The notion that fairy tales can come true is on reflection a scary thought—think of all those wolves and witches.
“The power of fairy tales lies in the fact that they are timeless stories of the struggles of the child who feels abandoned and alone” Dr. Shields writes. “There are three ways of viewing fairy tales: the literal story as it is shared with children who need no interpretation; the personal story which involves viewing the tale from that place in the story where we find ourselves; and the collective or archetypal story which explores what the tale means in relation to the overall communal or cosmic story of humankind.”
A Jungian psychologist with more than thirty years of experience in the United States and Canada Shields invited seven female patients to participate in a seven-month study of the personal and collective aspects of fairy tales as an adjunct to their ongoing therapy.
The women had all experienced childhood traumas stemming from literal or perceived abandonment by their mothers. The seven fairy tales Dr. Shields chose for analysis including “Rumpelstiltskin” “Snow White” and “Briar Rose”—an early version of “Sleeping Beauty”—included no “nurturing maternal presence.”
The author rejects the feminist position that fairy tales are essentially propaganda for paternalistic values—cautionary tales teaching women the consequences of bucking the system. She shows that while this may be true of the Disney-fied versions with which many people may be most familiar in their original forms these ancient stories are not so easily pigeon-holed. Ultimately she says they are parables of empowerment suggesting to children ways to conquer their fears.

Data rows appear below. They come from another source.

//! A `Canvas` backed by Bevy gizmos
//!
//! Gizmos only draw outlines, so fills become outlines here; filled shapes
//! that matter (vehicle bodies, the road) are sprites managed elsewhere.

use bevy::math::Isometry2d;
use bevy::prelude::*;

use super::components::canvas_to_world;
use crate::simulation::{Canvas, Point, Rgba};

pub struct GizmoCanvas<'a, 'w, 's> {
    gizmos: &'a mut Gizmos<'w, 's>,
    width: f32,
    height: f32,
}

impl<'a, 'w, 's> GizmoCanvas<'a, 'w, 's> {
    pub fn new(gizmos: &'a mut Gizmos<'w, 's>, width: f32, height: f32) -> Self {
        Self {
            gizmos,
            width,
            height,
        }
    }

    fn rect(&mut self, origin: Point, width: f32, height: f32, color: Rgba) {
        let center = canvas_to_world(origin.offset(width / 2.0, height / 2.0));
        self.gizmos.rect_2d(
            Isometry2d::from_translation(center),
            Vec2::new(width, height),
            to_color(color),
        );
    }
}

pub fn to_color(color: Rgba) -> Color {
    Color::srgba_u8(color.r, color.g, color.b, (color.a * 255.0).round() as u8)
}

impl Canvas for GizmoCanvas<'_, '_, '_> {
    fn size(&self) -> (f32, f32) {
        (self.width, self.height)
    }

    // The road sprite and clear colour already cover this
    fn clear(&mut self, _color: Rgba) {}

    fn fill_rect(&mut self, origin: Point, width: f32, height: f32, color: Rgba) {
        self.rect(origin, width, height, color);
    }

    fn stroke_rect(&mut self, origin: Point, width: f32, height: f32, color: Rgba, _line_width: f32) {
        self.rect(origin, width, height, color);
    }

    fn line(&mut self, from: Point, to: Point, color: Rgba, _line_width: f32, dash: Option<[f32; 2]>) {
        let color = to_color(color);
        let start = canvas_to_world(from);
        let end = canvas_to_world(to);

        let Some([on, off]) = dash else {
            self.gizmos.line_2d(start, end, color);
            return;
        };

        let length = start.distance(end);
        if length <= f32::EPSILON {
            return;
        }
        let dir = (end - start) / length;
        let mut travelled = 0.0;
        while travelled < length {
            let dash_end = (travelled + on).min(length);
            self.gizmos
                .line_2d(start + dir * travelled, start + dir * dash_end, color);
            travelled += on + off;
        }
    }

    fn polyline(&mut self, points: &[Point], color: Rgba, _line_width: f32) {
        self.gizmos
            .linestrip_2d(points.iter().map(|p| canvas_to_world(*p)), to_color(color));
    }

    fn fill_triangle(&mut self, points: [Point; 3], color: Rgba) {
        let [a, b, c] = points.map(canvas_to_world);
        self.gizmos.linestrip_2d([a, b, c, a], to_color(color));
    }

    // Labels are Text2d entities attached to vehicle sprites
    fn text(&mut self, _at: Point, _text: &str, _color: Rgba, _font_size: f32) {}
}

The women were instructed to use the Jungian concept of active imagination which involves creating dialogues with key figures in the tales as a way of claiming ownership much as if they were exploring their own dreams. Shields reports their responses and insights both in the initial exploratory sessions and in follow-ups held one and four years later.
Once Upon a Time There Was a Little Girl is written for the lay reader and in general it’s easy to follow. A glossary of technical terms is provided to assist with comprehension. Some chapters are burdened with over-repetition; twice-told tales may help the reader remember salient points but a third or fourth retelling becomes tedious.
In addition to its utility for women who suffer from abandonment or identity issues this book should prove useful to anyone raising girls including mothers grandmothers and single males struggling to compensate for the absence of a maternal presence. “Reflection questions” are included at the end of each chapter to guide the reader through the dark woods of the unconscious towards her own Happily Ever After.